_Provided information_.
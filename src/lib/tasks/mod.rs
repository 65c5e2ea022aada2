pub mod catalog;
pub mod state;
pub mod store;
pub mod types;
use std::path::Path;

use tracing::debug;

use super::types::{Layout, Task, TaskError, TaskResult};

/// Reads and writes per-task metadata files.
#[derive(Debug, Clone)]
pub struct TaskStore {
    layout: Layout,
}

impl TaskStore {
    pub fn new(layout: Layout) -> Self {
        TaskStore { layout }
    }

    pub fn layout(&self) -> &Layout {
        &self.layout
    }

    pub async fn exists(&self, uuid: &uuid::Uuid) -> bool {
        tokio::fs::try_exists(self.layout.article_path(uuid))
            .await
            .unwrap_or(false)
    }

    pub async fn load(&self, uuid: &uuid::Uuid) -> TaskResult<Task> {
        let path = self.layout.article_path(uuid);
        read_task(&path).await
    }

    /// Replaces the metadata file atomically so a crash mid-write never
    /// leaves a truncated file behind.
    pub async fn save(&self, task: &Task) -> TaskResult<()> {
        let dir = self.layout.articles_dir();
        tokio::fs::create_dir_all(&dir).await?;

        let path = self.layout.article_path(&task.uuid);
        let tmp = dir.join(format!(".{}.json.tmp", task.uuid));
        let body = serde_json::to_vec_pretty(task)?;
        tokio::fs::write(&tmp, body).await?;
        tokio::fs::rename(&tmp, &path).await?;

        debug!(uuid = %task.uuid, status = %task.status, "persisted task metadata");
        Ok(())
    }
}

pub async fn read_task(path: &Path) -> TaskResult<Task> {
    let raw = match tokio::fs::read(path).await {
        Ok(raw) => raw,
        Err(e) if e.kind() == std::io::ErrorKind::NotFound => {
            return Err(TaskError::NotFound(path.to_path_buf()));
        }
        Err(e) => return Err(e.into()),
    };
    serde_json::from_slice(&raw).map_err(|source| TaskError::Malformed {
        path: path.to_path_buf(),
        source,
    })
}
use std::fmt;
use std::fmt::Debug;
use std::sync::Arc;
use std::sync::atomic::{AtomicBool, Ordering};
use std::time::Duration;

/// Shared cancellation state; a child holds its parent, so cancelling a
/// parent cancels every descendant.
struct CancelState {
    cancelled: AtomicBool,
    parent: Option<Arc<CancelState>>,
}

impl CancelState {
    #[inline]
    fn cancel(&self) {
        self.cancelled.store(true, Ordering::Release);
    }

    #[inline]
    fn is_cancelled(&self) -> bool {
        if self.cancelled.load(Ordering::Acquire) {
            return true;
        }
        match &self.parent {
            Some(p) => p.is_cancelled(),
            None => false,
        }
    }
}

/// Hierarchical cancellation token.
///
/// Cheap to clone and check. The application holds the root as its
/// "stop accepting commands" surface; background workers get children.
#[derive(Clone)]
pub struct CancelToken {
    state: Arc<CancelState>,
}

impl CancelToken {
    #[inline]
    pub fn new_root() -> Self {
        Self {
            state: Arc::new(CancelState {
                cancelled: AtomicBool::new(false),
                parent: None,
            }),
        }
    }

    /// Child token linked to this one.
    #[inline]
    pub fn new_child(&self) -> Self {
        Self {
            state: Arc::new(CancelState {
                cancelled: AtomicBool::new(false),
                parent: Some(self.state.clone()),
            }),
        }
    }

    #[inline]
    pub fn cancel(&self) {
        self.state.cancel();
    }

    #[inline]
    pub fn is_cancelled(&self) -> bool {
        self.state.is_cancelled()
    }

    /// Sleep in short ticks until cancelled or `total` elapses.
    /// Returns false if the sleep was cut short by cancellation.
    pub fn sleep_cancellable(&self, total: Duration) -> bool {
        let tick = Duration::from_millis(50);
        let mut slept = Duration::ZERO;
        while slept < total {
            if self.is_cancelled() {
                return false;
            }
            std::thread::sleep(tick.min(total - slept));
            slept += tick;
        }
        !self.is_cancelled()
    }
}

impl Debug for CancelToken {
    fn fmt(&self, f: &mut fmt::Formatter<'_>) -> fmt::Result {
        f.debug_struct("CancelToken")
            .field("is_cancelled", &self.is_cancelled())
            .finish()
    }
}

_Activity_. Repeat all of the material, exactly as it reads.

_Answer to this task_.
filename src/lib/tasks/mod.rs
repository 65c5e2ea022aada2
pub mod catalog;
pub mod state;
pub mod store;
pub mod types;
use std::path::Path;

use tracing::debug;

use super::types::{Layout, Task, TaskError, TaskResult};

/// Reads and writes per-task metadata files.
#[derive(Debug, Clone)]
pub struct TaskStore {
    layout: Layout,
}

impl TaskStore {
    pub fn new(layout: Layout) -> Self {
        TaskStore { layout }
    }

    pub fn layout(&self) -> &Layout {
        &self.layout
    }

    pub async fn exists(&self, uuid: &uuid::Uuid) -> bool {
        tokio::fs::try_exists(self.layout.article_path(uuid))
            .await
            .unwrap_or(false)
    }

    pub async fn load(&self, uuid: &uuid::Uuid) -> TaskResult<Task> {
        let path = self.layout.article_path(uuid);
        read_task(&path).await
    }

    /// Replaces the metadata file atomically so a crash mid-write never
    /// leaves a truncated file behind.
    pub async fn save(&self, task: &Task) -> TaskResult<()> {
        let dir = self.layout.articles_dir();
        tokio::fs::create_dir_all(&dir).await?;

        let path = self.layout.article_path(&task.uuid);
        let tmp = dir.join(format!(".{}.json.tmp", task.uuid));
        let body = serde_json::to_vec_pretty(task)?;
        tokio::fs::write(&tmp, body).await?;
        tokio::fs::rename(&tmp, &path).await?;

        debug!(uuid = %task.uuid, status = %task.status, "persisted task metadata");
        Ok(())
    }
}

pub async fn read_task(path: &Path) -> TaskResult<Task> {
    let raw = match tokio::fs::read(path).await {
        Ok(raw) => raw,
        Err(e) if e.kind() == std::io::ErrorKind::NotFound => {
            return Err(TaskError::NotFound(path.to_path_buf()));
        }
        Err(e) => return Err(e.into()),
    };
    serde_json::from_slice(&raw).map_err(|source| TaskError::Malformed {
        path: path.to_path_buf(),
        source,
    })
}
use std::fmt;
use std::fmt::Debug;
use std::sync::Arc;
use std::sync::atomic::{AtomicBool, Ordering};
use std::time::Duration;

/// Shared cancellation state; a child holds its parent, so cancelling a
/// parent cancels every descendant.
struct CancelState {
    cancelled: AtomicBool,
    parent: Option<Arc<CancelState>>,
}

impl CancelState {
    #[inline]
    fn cancel(&self) {
        self.cancelled.store(true, Ordering::Release);
    }

    #[inline]
    fn is_cancelled(&self) -> bool {
        if self.cancelled.load(Ordering::Acquire) {
            return true;
        }
        match &self.parent {
            Some(p) => p.is_cancelled(),
            None => false,
        }
    }
}

/// Hierarchical cancellation token.
///
/// Cheap to clone and check. The application holds the root as its
/// "stop accepting commands" surface; background workers get children.
#[derive(Clone)]
pub struct CancelToken {
    state: Arc<CancelState>,
}

impl CancelToken {
    #[inline]
    pub fn new_root() -> Self {
        Self {
            state: Arc::new(CancelState {
                cancelled: AtomicBool::new(false),
                parent: None,
            }),
        }
    }

    /// Child token linked to this one.
    #[inline]
    pub fn new_child(&self) -> Self {
        Self {
            state: Arc::new(CancelState {
                cancelled: AtomicBool::new(false),
                parent: Some(self.state.clone()),
            }),
        }
    }

    #[inline]
    pub fn cancel(&self) {
        self.state.cancel();
    }

    #[inline]
    pub fn is_cancelled(&self) -> bool {
        self.state.is_cancelled()
    }

    /// Sleep in short ticks until cancelled or `total` elapses.
    /// Returns false if the sleep was cut short by cancellation.
    pub fn sleep_cancellable(&self, total: Duration) -> bool {
        let tick = Duration::from_millis(50);
        let mut slept = Duration::ZERO;
        while slept < total {
            if self.is_cancelled() {
                return false;
            }
            std::thread::sleep(tick.min(total - slept));
            slept += tick;
        }
        !self.is_cancelled()
    }
}

impl Debug for CancelToken {
    fn fmt(&self, f: &mut fmt::Formatter<'_>) -> fmt::Result {
        f.debug_struct("CancelToken")
            .field("is_cancelled", &self.is_cancelled())
            .finish()
    }
}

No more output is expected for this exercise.